The data START
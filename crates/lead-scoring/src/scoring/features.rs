use chrono::{DateTime, Utc};
use serde::{Deserialize, Serialize};

use super::domain::{
    BudgetRange, CompanySize, Industry, InteractionOutcome, LeadRecord, LeadSource, Priority,
    Revenue, Timeline,
};

const FREE_MAIL_DOMAINS: [&str; 4] = ["gmail.com", "yahoo.com", "hotmail.com", "outlook.com"];
const SECONDS_PER_DAY: i64 = 86_400;

/// Fixed-shape numeric encoding of a lead, sent as the payload to the external model.
#[derive(Debug, Clone, PartialEq, Serialize, Deserialize)]
pub struct LeadFeatures {
    pub has_job_title: bool,
    pub is_decision_maker: bool,
    pub company_size_numeric: u32,
    pub source_score: u8,
    pub industry_score: u8,
    pub timeline_urgency: u8,
    pub budget_numeric: u64,
    pub revenue_numeric: u64,
    pub priority_numeric: u8,
    pub interaction_count: u32,
    pub positive_interactions: u32,
    pub days_since_creation: i64,
    pub has_phone: bool,
    pub has_notes: bool,
    pub tag_count: u32,
    pub business_email: bool,
}

/// Encode `lead` as of `now`. Total: every missing field maps to its table's unknown entry.
pub fn extract(lead: &LeadRecord, now: DateTime<Utc>) -> LeadFeatures {
    let positive_interactions = lead
        .interactions
        .iter()
        .filter(|interaction| interaction.outcome == InteractionOutcome::Positive)
        .count() as u32;

    let days_since_creation = lead
        .created_at
        .map(|created| (now - created).num_seconds().div_euclid(SECONDS_PER_DAY))
        .unwrap_or(0);

    let business_email = lead
        .email_domain()
        .map(|domain| {
            let domain = domain.to_ascii_lowercase();
            !FREE_MAIL_DOMAINS.contains(&domain.as_str())
        })
        .unwrap_or(false);

    LeadFeatures {
        has_job_title: lead.has_job_title(),
        is_decision_maker: lead.decision_maker,
        company_size_numeric: company_size_midpoint(lead.company.size),
        source_score: source_score(lead.source),
        industry_score: industry_score(lead.company.industry),
        timeline_urgency: timeline_urgency(lead.timeline),
        budget_numeric: budget_midpoint(lead.budget),
        revenue_numeric: revenue_midpoint(lead.company.revenue),
        priority_numeric: priority_rank(lead.priority),
        interaction_count: lead.interactions.len() as u32,
        positive_interactions,
        days_since_creation,
        has_phone: lead.has_phone(),
        has_notes: lead.has_notes(),
        tag_count: lead.tags.len() as u32,
        business_email,
    }
}

pub(crate) fn company_size_midpoint(size: CompanySize) -> u32 {
    match size {
        CompanySize::Micro => 5,
        CompanySize::Small => 30,
        CompanySize::Medium => 125,
        CompanySize::Large => 600,
        CompanySize::Enterprise => 5000,
        CompanySize::Unknown => 0,
    }
}

pub(crate) fn source_score(source: LeadSource) -> u8 {
    match source {
        LeadSource::Referral => 90,
        LeadSource::Website => 75,
        LeadSource::TradeShow => 70,
        LeadSource::SocialMedia => 60,
        LeadSource::EmailCampaign => 55,
        LeadSource::ColdCall => 30,
        LeadSource::Other | LeadSource::Unknown => 40,
    }
}

pub(crate) fn industry_score(industry: Industry) -> u8 {
    match industry {
        Industry::Technology => 85,
        Industry::Finance | Industry::Healthcare => 75,
        Industry::Consulting => 65,
        Industry::Education | Industry::Manufacturing => 60,
        Industry::RealEstate => 55,
        Industry::Retail => 50,
        Industry::Other | Industry::Unknown => 40,
    }
}

pub(crate) fn timeline_urgency(timeline: Timeline) -> u8 {
    match timeline {
        Timeline::Immediate => 100,
        Timeline::OneToThreeMonths => 80,
        Timeline::ThreeToSixMonths => 60,
        Timeline::SixToTwelveMonths => 40,
        Timeline::OverTwelveMonths => 20,
        Timeline::Unknown => 0,
    }
}

pub(crate) fn budget_midpoint(budget: BudgetRange) -> u64 {
    match budget {
        BudgetRange::Under10K => 5_000,
        BudgetRange::From10KTo50K => 30_000,
        BudgetRange::From50KTo100K => 75_000,
        BudgetRange::From100KTo500K => 300_000,
        BudgetRange::Over500K => 750_000,
        BudgetRange::Unknown => 0,
    }
}

pub(crate) fn revenue_midpoint(revenue: Revenue) -> u64 {
    match revenue {
        Revenue::Under1M => 500_000,
        Revenue::From1MTo10M => 5_500_000,
        Revenue::From10MTo50M => 30_000_000,
        Revenue::From50MTo200M => 125_000_000,
        Revenue::Over200M => 300_000_000,
        Revenue::Unknown => 0,
    }
}

pub(crate) fn priority_rank(priority: Priority) -> u8 {
    match priority {
        Priority::Low => 1,
        Priority::Medium => 2,
        Priority::High => 3,
        Priority::Critical => 4,
        Priority::Unknown => 0,
    }
}
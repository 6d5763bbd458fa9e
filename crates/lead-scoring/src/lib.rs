pub mod config;
pub mod error;
pub mod import;
pub mod scoring;
pub mod telemetry;
mod cli;
mod infra;
mod routes;
mod score;
mod server;

use lead_scoring::error::AppError;

pub async fn run() -> Result<(), AppError> {
    cli::run().await
}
The data END
[What to do] In the entries above, count each line with "InteractionOutcome"; reply with the total only.

[Task response] 2